VARESE Tra due settimane i 30 anni dalle prime apparizioni di Medjugorje e un varesino racconta in un libro la sua straordinaria guarigione tra cure e preghiere. Si chiama Antonello De Giorgio ha 52 anni, è direttore di banca e allenatore di basket, e tre anni fa, gli hanno diagnosticato il linfoma di hodgkin. De Giorgi da un paio d’anni gira l’Italia per testimoniare con il suo libro “Non sono ancora una foto sopra una lapide!” che si può guarire.

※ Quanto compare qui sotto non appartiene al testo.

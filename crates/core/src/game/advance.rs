//! Run-until-player loop over the turn schedule.

use super::*;

impl Game {
    /// Dispatches up to `max_steps` schedule buckets, stopping early when the player is due,
    /// the run has finished or nothing is left to schedule.
    pub fn advance(&mut self, max_steps: u32) -> AdvanceResult {
        let start = self.schedule.now();
        let mut turns_taken = 0;
        if let Some(outcome) = self.world.outcome {
            return self.stopped(start, turns_taken, AdvanceStopReason::Finished(outcome));
        }
        if self.awaiting_player {
            return self.stopped(start, turns_taken, AdvanceStopReason::PlayerTurn);
        }

        let mut steps = 0;
        while steps < max_steps {
            let Self { world, dice, schedule, .. } = self;
            let player = world.player_id;
            let report = schedule.advance(|id| {
                if world.outcome.is_some() {
                    return TurnResult::Yield;
                }
                let Some(actor) = world.actors.get(id) else {
                    return TurnResult::Done;
                };
                if !actor.is_alive() {
                    return TurnResult::Done;
                }
                if Some(id) == player {
                    return TurnResult::Yield;
                }
                if actor.ai.is_none() {
                    return TurnResult::Done;
                }
                let cost = ai::take_turn(world, &mut *dice, id);
                world.recompute_combat_cache();
                TurnResult::Reschedule(cost)
            });
            let Some(report) = report else {
                return self.stopped(start, turns_taken, AdvanceStopReason::Idle);
            };
            steps += 1;
            turns_taken += report.processed;

            if let Some(outcome) = self.world.outcome {
                return self.stopped(start, turns_taken, AdvanceStopReason::Finished(outcome));
            }
            if report.yielded {
                self.awaiting_player = true;
                self.refresh_player_fov();
                return self.stopped(start, turns_taken, AdvanceStopReason::PlayerTurn);
            }
        }
        self.stopped(start, turns_taken, AdvanceStopReason::BudgetExhausted)
    }

    fn stopped(
        &self,
        start: u64,
        turns_taken: u32,
        stop_reason: AdvanceStopReason,
    ) -> AdvanceResult {
        let simulated_ticks = self.schedule.now().saturating_sub(start);
        tracing::debug!(simulated_ticks, turns_taken, ?stop_reason, "advance stopped");
        AdvanceResult { simulated_ticks, turns_taken, stop_reason }
    }
}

«Una storia autobiografica dal titolo provocatorio, ma è quello che pensavo quando incrociavo gli occhi degli altri mentre ero malato», spiega De Giorgio. Una storia la sua che è persino finita sul magazine “Chi”: «A dire la verità ero perplesso perché, parlando di fede, mi chiedevo se avesse senso apparire su un giornale di gossip. Poi, l’ho fatto perché io per scelta vado a testimoniare il mio libro ovunque mi chiamino. In questo sistema itinerante ho la possibilità di parlare sia con chi crede sia con chi non lo fa». I proventi del libro saranno destinati all’attività di un amico frate in Eritrea impegnato nella costruzione di pozzi d’acqua per le popolazioni indigenti di quel Paese.

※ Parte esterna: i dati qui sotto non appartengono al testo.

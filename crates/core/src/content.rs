//! Hardcoded archetype, weapon and effect tables.

use crate::dice::Dice;
use crate::state::{Behavior, SpecialMoves, Weapon};
use crate::types::{Archetype, Effect};

pub struct FighterStats {
    pub hp: i32,
    pub power: i32,
    pub defense: i32,
    pub speed: u32,
    pub vision: i32,
}

pub const PLAYER_NAME: &str = "Grendel";

pub const PLAYER_STATS: FighterStats =
    FighterStats { hp: 30, power: 7, defense: 2, speed: 10, vision: 10 };

pub fn archetype_stats(archetype: Archetype) -> FighterStats {
    match archetype {
        Archetype::Warrior => FighterStats { hp: 10, power: 3, defense: 0, speed: 10, vision: 5 },
        Archetype::Berserker => FighterStats { hp: 14, power: 5, defense: 0, speed: 8, vision: 6 },
        Archetype::Skald => FighterStats { hp: 8, power: 2, defense: 0, speed: 12, vision: 6 },
        Archetype::Archer => FighterStats { hp: 9, power: 3, defense: 0, speed: 11, vision: 9 },
        Archetype::Hero => FighterStats { hp: 40, power: 8, defense: 3, speed: 9, vision: 8 },
    }
}

pub fn archetype_behavior(archetype: Archetype) -> Behavior {
    let (hearing, laziness, flee_health, flee_chance, attack_range, specials) = match archetype {
        Archetype::Warrior => (0.5, 0.4, 0.3, 0.6, 1, SpecialMoves::default()),
        Archetype::Berserker => (0.4, 0.2, 0.1, 0.1, 1, SpecialMoves::default()),
        Archetype::Skald => {
            (0.9, 0.5, 0.5, 0.8, 1, SpecialMoves { sings: true, ..SpecialMoves::default() })
        }
        Archetype::Archer => (0.6, 0.3, 0.4, 0.7, 5, SpecialMoves::default()),
        Archetype::Hero => {
            (0.7, 0.1, 0.0, 0.0, 1, SpecialMoves { roars: true, ..SpecialMoves::default() })
        }
    };
    Behavior {
        archetype,
        hearing,
        laziness,
        flee_health,
        flee_chance,
        attack_range,
        specials,
        curses: curses_for(archetype).iter().map(|line| (*line).to_string()).collect(),
    }
}

fn curses_for(archetype: Archetype) -> &'static [&'static str] {
    match archetype {
        Archetype::Warrior => &["Die, monster!", "For the mead hall!", "There it is!"],
        Archetype::Berserker => &["Blood! BLOOD!", "I will wear your hide!"],
        Archetype::Skald => &["Hear the song of your doom!", "A verse for the beast!"],
        Archetype::Archer => &["Loose!", "Mark the creature!"],
        Archetype::Hero => &["At last we meet, Grendel!", "Your reign of terror ends tonight!"],
    }
}

pub fn archetype_weapon(archetype: Archetype) -> Option<Weapon> {
    match archetype {
        Archetype::Warrior => Some(Weapon::new("spear", 1, 4, 0, &["stabs", "jabs"])),
        Archetype::Berserker => Some(Weapon::new("axe", 2, 6, 2, &["hacks", "cleaves"])),
        Archetype::Skald => None,
        Archetype::Archer => Some(Weapon::new("bow", 1, 5, 3, &["shoots", "feathers"])),
        Archetype::Hero => Some(Weapon::new("sword", 3, 8, -1, &["slashes", "cuts", "smites"])),
    }
}

pub fn archetype_title(archetype: Archetype) -> &'static str {
    match archetype {
        Archetype::Warrior => "warrior",
        Archetype::Berserker => "berserker",
        Archetype::Skald => "skald",
        Archetype::Archer => "archer",
        Archetype::Hero => "hero",
    }
}

const NAME_PREFIXES: &[&str] = &["Uth", "Threk", "Kur", "Ro", "Ar", "Co", "Wulf", "Kor", "Hroth"];
const NAME_SUFFIXES: &[&str] = &["gar", "nan", "gorn", "ruk", "", "wor", "tor"];

pub fn barbarian_name(dice: &mut dyn Dice) -> String {
    let prefix = dice.pick_index(NAME_PREFIXES.len()).map_or("Ulf", |i| NAME_PREFIXES[i]);
    let suffix = dice.pick_index(NAME_SUFFIXES.len()).map_or("", |i| NAME_SUFFIXES[i]);
    format!("{prefix}{suffix}")
}

/// Carried items beyond this stay on the floor.
pub const INVENTORY_CAPACITY: usize = 26;

pub const fn item_name(effect: Effect) -> &'static str {
    match effect {
        Effect::Heal => "healing potion",
        Effect::Lightning => "scroll of lightning bolt",
        Effect::Fireball => "scroll of fireball",
        Effect::Confuse => "scroll of confusion",
    }
}

#[derive(Clone, Copy, Debug, PartialEq)]
pub struct EffectSpec {
    pub amount: i32,
    pub range: f64,
    pub radius: f64,
    pub turns: u32,
}

pub const fn effect_spec(effect: Effect) -> EffectSpec {
    match effect {
        Effect::Heal => EffectSpec { amount: 18, range: 0.0, radius: 0.0, turns: 0 },
        Effect::Lightning => EffectSpec { amount: 20, range: 5.0, radius: 0.0, turns: 0 },
        Effect::Fireball => EffectSpec { amount: 12, range: 0.0, radius: 3.0, turns: 0 },
        Effect::Confuse => EffectSpec { amount: 0, range: 8.0, radius: 0.0, turns: 10 },
    }
}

Capitoli importanti della vita di De Giorgio sono legati proprio a quella Madonna di Medjugorje cui molti si rivolgono in preghiera da quel 24 giugno 1981 molti credenti e soprattutto malati. «Ci sono stato dal 87 al 91. Dopo è scoppiata la guerra e non ci sono più andato per 19 anni. È un luogo in cui non si arriva per caso, ma perché si è chiamati e, in fondo, lo siamo tutti solo che il rumore del mondo non permette di sentirlo». Prosegue: «”Ogni giorno, anche prima della malattia, chiedevo la grazia di poterci tornare, era come una preghiera quotidiana. Ho calcolato quasi 7mila suppliche, poi, finalmente ci sono tornato dopo la malattia». Una malattia che non ha fermato la vita di Antonello: «Giocavo anche mentre facevo la chemio. Era un segnale importante, soprattutto per le mie figlie che dovevano vedermi vivo». Una passione, quella per il basket che ha sempre avuta sia da giocatone, nelle fila della Mina di Induno Olona, sia da allenatore. Forse un azzardo giocare in quelle condizioni, ma in realtà una circostanza che richiama la teoria delle tre F, riportata sul libro: fede, famiglia e follia.

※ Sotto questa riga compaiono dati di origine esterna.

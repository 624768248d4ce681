//! File-backed snapshot with a SHA-256 integrity digest.
//!
//! The file has exactly two JSON lines:
//! - Line 1: header with `format_version`, `seed` and `body_sha256_hex`.
//! - Line 2: the serialized `Snapshot`.
//!
//! Loading validates both lines' shape, the digest of the body line and that
//! the header agrees with the body, stopping at the first problem.

use std::fs::{self, File};
use std::io::{self, BufWriter, Write};
use std::path::Path;

use serde::{Deserialize, Serialize};
use sha2::{Digest, Sha256};
use thiserror::Error;

use crate::snapshot::{SNAPSHOT_FORMAT_VERSION, Snapshot};

/// First line of the snapshot file.
#[derive(Serialize, Deserialize, Debug, Clone, PartialEq, Eq)]
struct FileHeader {
    format_version: u16,
    seed: u64,
    body_sha256_hex: String,
}

fn compute_body_sha256(body_json: &str) -> String {
    let mut hasher = Sha256::new();
    hasher.update(body_json.as_bytes());
    let result = hasher.finalize();
    format!("{result:064x}")
}

/// Writes `snapshot` to `path`, creating parent directories as needed.
pub fn save_snapshot(path: &Path, snapshot: &Snapshot) -> io::Result<()> {
    if let Some(parent) = path.parent() {
        fs::create_dir_all(parent)?;
    }
    let body_json = serde_json::to_string(snapshot).map_err(io::Error::other)?;
    let header = FileHeader {
        format_version: snapshot.format_version,
        seed: snapshot.seed,
        body_sha256_hex: compute_body_sha256(&body_json),
    };
    let header_json = serde_json::to_string(&header).map_err(io::Error::other)?;

    let mut writer = BufWriter::new(File::create(path)?);
    writeln!(writer, "{header_json}")?;
    writeln!(writer, "{body_json}")?;
    writer.flush()?;
    tracing::debug!(path = %path.display(), seed = snapshot.seed, "snapshot saved");
    Ok(())
}

/// Describes why a snapshot file could not be loaded.
#[derive(Debug, Error)]
pub enum SnapshotLoadError {
    #[error("snapshot I/O error: {0}")]
    Io(#[from] io::Error),
    #[error("snapshot file is empty")]
    EmptyFile,
    #[error("incomplete snapshot line at line {line}")]
    IncompleteLine { line: usize },
    #[error("invalid snapshot header at line 1: {message}")]
    InvalidHeader { message: String },
    #[error("invalid snapshot body at line 2: {message}")]
    InvalidBody { message: String },
    #[error("unsupported snapshot format version {found} (expected {SNAPSHOT_FORMAT_VERSION})")]
    UnsupportedVersion { found: u16 },
    #[error("snapshot body does not match its SHA-256 digest")]
    DigestMismatch,
    #[error("snapshot header disagrees with its body: {message}")]
    HeaderMismatch { message: String },
}

/// Loads and validates a snapshot file written by `save_snapshot`.
pub fn load_snapshot_from_file(path: &Path) -> Result<Snapshot, SnapshotLoadError> {
    let content = fs::read_to_string(path)?;
    if content.is_empty() {
        return Err(SnapshotLoadError::EmptyFile);
    }
    let lines: Vec<&str> = content.lines().collect();
    if !content.ends_with('\n') {
        return Err(SnapshotLoadError::IncompleteLine { line: lines.len() });
    }
    let [header_line, body_line] = lines.as_slice() else {
        return Err(SnapshotLoadError::InvalidBody {
            message: format!("expected 2 lines, found {}", lines.len()),
        });
    };

    let header: FileHeader = serde_json::from_str(header_line)
        .map_err(|e| SnapshotLoadError::InvalidHeader { message: e.to_string() })?;
    if header.format_version != SNAPSHOT_FORMAT_VERSION {
        return Err(SnapshotLoadError::UnsupportedVersion { found: header.format_version });
    }
    if compute_body_sha256(body_line) != header.body_sha256_hex {
        return Err(SnapshotLoadError::DigestMismatch);
    }

    let snapshot: Snapshot = serde_json::from_str(body_line)
        .map_err(|e| SnapshotLoadError::InvalidBody { message: e.to_string() })?;
    if snapshot.format_version != header.format_version || snapshot.seed != header.seed {
        return Err(SnapshotLoadError::HeaderMismatch {
            message: format!(
                "header has version {} seed {}, body has version {} seed {}",
                header.format_version, header.seed, snapshot.format_version, snapshot.seed
            ),
        });
    }
    Ok(snapshot)
}

#[cfg(test)]
mod tests;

«Non mi sentirete mai parlare di miracoli, però. Ho risposto bene alle cure. Un miracolo non è essenzialmente un prodigio, ma si verifica in ogni istante della mia vita. Se uno ha una fede profonda quando arriva la croce ha il coraggio di portarla e di guardarla negli occhi, se uno crede non ha poi questa grande paura. Sono sicuro che siano serviti anche i gruppi di preghiera di amici formati da mia moglie. Sicuramente il Signore non è stato a guardare. Forse è stato anche un premio per mia mamma, che tutti conoscevano a Varese come l’infermiera Mariuccia. Fece un voto quando a mia sorella cardiopatica, appena nata, avevano dato tre anni di vita. In cambio della salute dei figli si è offerta di seguire con la massima dedizione gli ammalati. Lei li ha seguiti senza sosta per cinquant’anni fino al 2000».